The figure is an output waveform diagram showing the relationship between clock pulses and the output of the flip-flop circuit, Figure 4 is a level detection circuit diagram, Figure 5 is a signal transmission circuit diagram, Figure 6 is an output waveform diagram of transmission data, and Figure 7 is a diagram of the signal transmission circuit. A flowchart showing a method for processing measurement data, Fig. 8 shows a state in which the electrode and measurement circuit are separated and attached to a tank, and Figs. 9 and 10 show other embodiments of the electrode structure.
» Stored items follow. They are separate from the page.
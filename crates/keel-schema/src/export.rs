//! Conversion of instances into schema messages.

use crate::error::{SchemaError, SchemaResult};
use crate::synth::Instance;
use crate::value::FieldValue;
use prost::bytes::Bytes;
use prost_reflect::prost::Message as _;
use prost_reflect::{DynamicMessage, FieldDescriptor, Kind, MessageDescriptor, ReflectMessage, Value};

/// Export an instance to a freshly built message.
///
/// When the base type exports, the result is the base's container message
/// with this instance filling the sub-field named after the type; otherwise
/// it is a message of the type's own descriptor. Unset fields are skipped.
pub fn export(instance: &Instance) -> SchemaResult<DynamicMessage> {
    let ty = instance.synthesized_type();

    let Some(mut container) = ty.base().export(instance.base_args())? else {
        let mut message = DynamicMessage::new(ty.descriptor().clone());
        populate(&mut message, instance)?;
        return Ok(message);
    };

    let container_desc = container.descriptor();
    let field = container_desc.get_field_by_name(ty.base_field_name()).ok_or_else(|| {
        SchemaError::MissingBaseField {
            container: container_desc.full_name().to_string(),
            field: ty.base_field_name().to_string(),
        }
    })?;
    expect_message_kind(&field, ty.descriptor())?;

    // Taking the slot mutably marks the sub-message present even when no
    // field of this instance is set.
    match container.get_field_mut(&field) {
        Value::Message(sub) => populate(sub, instance)?,
        other => {
            return Err(SchemaError::TypeMismatch {
                field: field.full_name().to_string(),
                expected: ty.descriptor().full_name().to_string(),
                found: format!("{other:?}"),
            })
        }
    }

    tracing::trace!(type_name = ty.name(), container = container_desc.name(), "exported instance");
    Ok(container)
}

fn populate(message: &mut DynamicMessage, instance: &Instance) -> SchemaResult<()> {
    for (name, value) in instance.set_fields() {
        assign_field(message, name, value)?;
    }
    Ok(())
}

/// Assign `value` to the field `name` of `message`.
///
/// Lists extend repeated fields, messages and instances merge into
/// sub-messages, scalars are coerced to the field's kind.
pub(crate) fn assign_field(message: &mut DynamicMessage, name: &str, value: &FieldValue) -> SchemaResult<()> {
    let descriptor = message.descriptor();
    let field = descriptor.get_field_by_name(name).ok_or_else(|| SchemaError::UnknownField {
        type_name: descriptor.full_name().to_string(),
        field: name.to_string(),
    })?;

    if field.is_map() {
        return Err(mismatch(&field, "a supported field", value));
    }

    if field.is_list() {
        let FieldValue::List(items) = value else {
            return Err(mismatch(&field, "list", value));
        };
        let items = items.iter().map(|item| element(&field, item)).collect::<SchemaResult<Vec<_>>>()?;
        match message.get_field_mut(&field) {
            Value::List(existing) => existing.extend(items),
            _ => return Err(mismatch(&field, "list", value)),
        }
        return Ok(());
    }

    match value {
        FieldValue::Message(source) => merge_into(message, &field, source),
        FieldValue::Instance(inst) if matches!(field.kind(), Kind::Message(_)) => {
            let exported = inst.export()?;
            merge_into(message, &field, &exported)
        }
        other => {
            let coerced = coerce(&field, other)?;
            message.try_set_field(&field, coerced).map_err(|e| SchemaError::TypeMismatch {
                field: field.full_name().to_string(),
                expected: field_kind_name(&field),
                found: e.to_string(),
            })
        }
    }
}

fn merge_into(message: &mut DynamicMessage, field: &FieldDescriptor, source: &DynamicMessage) -> SchemaResult<()> {
    let Kind::Message(expected) = field.kind() else {
        return Err(mismatch(field, &field_kind_name(field), &FieldValue::Message(source.clone())));
    };
    expect_descriptor(field, &expected, source)?;

    match message.get_field_mut(field) {
        Value::Message(target) => {
            target.merge(source.encode_to_vec().as_slice())?;
            Ok(())
        }
        _ => Err(mismatch(field, expected.full_name(), &FieldValue::Message(source.clone()))),
    }
}

/// Convert one element of a list destined for a repeated field.
fn element(field: &FieldDescriptor, value: &FieldValue) -> SchemaResult<Value> {
    match value {
        FieldValue::List(_) => Err(mismatch(field, &field_kind_name(field), value)),
        FieldValue::Instance(inst) if matches!(field.kind(), Kind::Message(_)) => {
            let exported = inst.export()?;
            coerce(field, &FieldValue::Message(exported))
        }
        other => coerce(field, other),
    }
}

/// Convert a single value to the kind of `field`.
fn coerce(field: &FieldDescriptor, value: &FieldValue) -> SchemaResult<Value> {
    match (field.kind(), value) {
        (_, FieldValue::Scalar(v)) => coerce_scalar(field, v).ok_or_else(|| mismatch(field, &field_kind_name(field), value))?,
        (Kind::Message(expected), FieldValue::Message(m)) => {
            expect_descriptor(field, &expected, m)?;
            Ok(Value::Message(m.clone()))
        }
        (Kind::String, FieldValue::Instance(inst)) => reference(field, inst).map(Value::String),
        (Kind::String, FieldValue::List(items)) => {
            let names = items
                .iter()
                .map(|item| match item {
                    FieldValue::Scalar(Value::String(s)) => Ok(s.clone()),
                    FieldValue::Instance(inst) => reference(field, inst),
                    other => Err(mismatch(field, "string or named instance", other)),
                })
                .collect::<SchemaResult<Vec<_>>>()?;
            Ok(Value::String(names.join(" ")))
        }
        _ => Err(mismatch(field, &field_kind_name(field), value)),
    }
}

/// Scalar conversion. The outer `None` means the value's kind cannot be
/// converted at all; range and enum failures are reported as errors.
fn coerce_scalar(field: &FieldDescriptor, value: &Value) -> Option<SchemaResult<Value>> {
    let converted = match field.kind() {
        Kind::Double => Ok(Value::F64(as_f64(value)?)),
        Kind::Float => Ok(Value::F32(as_f64(value)? as f32)),
        Kind::Int32 | Kind::Sint32 | Kind::Sfixed32 => integer::<i32>(field, value)?.map(Value::I32),
        Kind::Int64 | Kind::Sint64 | Kind::Sfixed64 => integer::<i64>(field, value)?.map(Value::I64),
        Kind::Uint32 | Kind::Fixed32 => integer::<u32>(field, value)?.map(Value::U32),
        Kind::Uint64 | Kind::Fixed64 => integer::<u64>(field, value)?.map(Value::U64),
        Kind::Bool => match value {
            Value::Bool(b) => Ok(Value::Bool(*b)),
            _ => return None,
        },
        Kind::String => match value {
            Value::String(s) => Ok(Value::String(s.clone())),
            _ => return None,
        },
        Kind::Bytes => match value {
            Value::Bytes(b) => Ok(Value::Bytes(b.clone())),
            Value::String(s) => Ok(Value::Bytes(Bytes::from(s.clone().into_bytes()))),
            _ => return None,
        },
        Kind::Enum(enum_desc) => match value {
            Value::EnumNumber(n) => Ok(Value::EnumNumber(*n)),
            Value::String(s) => enum_desc.get_value_by_name(s).map(|v| Value::EnumNumber(v.number())).ok_or_else(|| {
                SchemaError::UnknownEnumValue { field: field.full_name().to_string(), value: s.clone() }
            }),
            other => integer::<i32>(field, other)?.map(Value::EnumNumber),
        },
        Kind::Message(_) => return None,
    };
    Some(converted)
}

fn as_f64(value: &Value) -> Option<f64> {
    match value {
        Value::F64(v) => Some(*v),
        Value::F32(v) => Some(f64::from(*v)),
        Value::I32(v) => Some(f64::from(*v)),
        Value::U32(v) => Some(f64::from(*v)),
        Value::I64(v) => Some(*v as f64),
        Value::U64(v) => Some(*v as f64),
        _ => None,
    }
}

fn integer<T: TryFrom<i128>>(field: &FieldDescriptor, value: &Value) -> Option<SchemaResult<T>> {
    let wide = match value {
        Value::I32(v) => i128::from(*v),
        Value::I64(v) => i128::from(*v),
        Value::U32(v) => i128::from(*v),
        Value::U64(v) => i128::from(*v),
        _ => return None,
    };
    Some(T::try_from(wide).map_err(|_| SchemaError::OutOfRange {
        field: field.full_name().to_string(),
        value: wide.to_string(),
    }))
}

fn reference(field: &FieldDescriptor, inst: &Instance) -> SchemaResult<String> {
    inst.reference_name().map(str::to_string).ok_or_else(|| SchemaError::TypeMismatch {
        field: field.full_name().to_string(),
        expected: "named instance".to_string(),
        found: format!("unnamed instance of {}", inst.type_name()),
    })
}

fn expect_message_kind(field: &FieldDescriptor, expected: &MessageDescriptor) -> SchemaResult<()> {
    match field.kind() {
        Kind::Message(actual) if actual == *expected => Ok(()),
        _ => Err(SchemaError::TypeMismatch {
            field: field.full_name().to_string(),
            expected: expected.full_name().to_string(),
            found: field_kind_name(field),
        }),
    }
}

fn expect_descriptor(field: &FieldDescriptor, expected: &MessageDescriptor, message: &DynamicMessage) -> SchemaResult<()> {
    let actual = message.descriptor();
    if actual == *expected {
        Ok(())
    } else {
        Err(SchemaError::TypeMismatch {
            field: field.full_name().to_string(),
            expected: expected.full_name().to_string(),
            found: actual.full_name().to_string(),
        })
    }
}

fn field_kind_name(field: &FieldDescriptor) -> String {
    match field.kind() {
        Kind::Message(m) => m.full_name().to_string(),
        Kind::Enum(e) => format!("enum {}", e.full_name()),
        _ => crate::introspect::TypeTag::of(field).to_string(),
    }
}

fn mismatch(field: &FieldDescriptor, expected: &str, value: &FieldValue) -> SchemaError {
    SchemaError::TypeMismatch {
        field: field.full_name().to_string(),
        expected: expected.to_string(),
        found: value.kind_name(),
    }
}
It is a diagram. In the figure, 1...protection tube, 2...electrode storage tube, 2a
...Liquid inlet, 3, 4, 5, 6, 7... Electrode,
8, 9, 10, 11, 12...Flip-flop circuit, 13, 14, 15, 16, 17, 22, 2
3, 24, 25...Resistance, 18, 19, 20, 2
1... Diode, 26... Detection circuit, 27...
Oscillator, 28...control circuit, 29, 30...gate circuit, 31...control flip-flop circuit,
32...Tank, 33...Liquid level measurement circuit.

Claims (1)

[Claims] 1 A conductor provided vertically within a tank, a plurality of electrodes having capacitance provided vertically within the tank at predetermined pitches to face the conductor, and a flip-flop configuring a shift register corresponding to each of these electrodes. A liquid level measuring device comprising: a liquid level measuring circuit that connects each of the electrodes to each clock terminal of the circuit and a clock input terminal that outputs a clock pulse, and detects the output of each flip-flop circuit.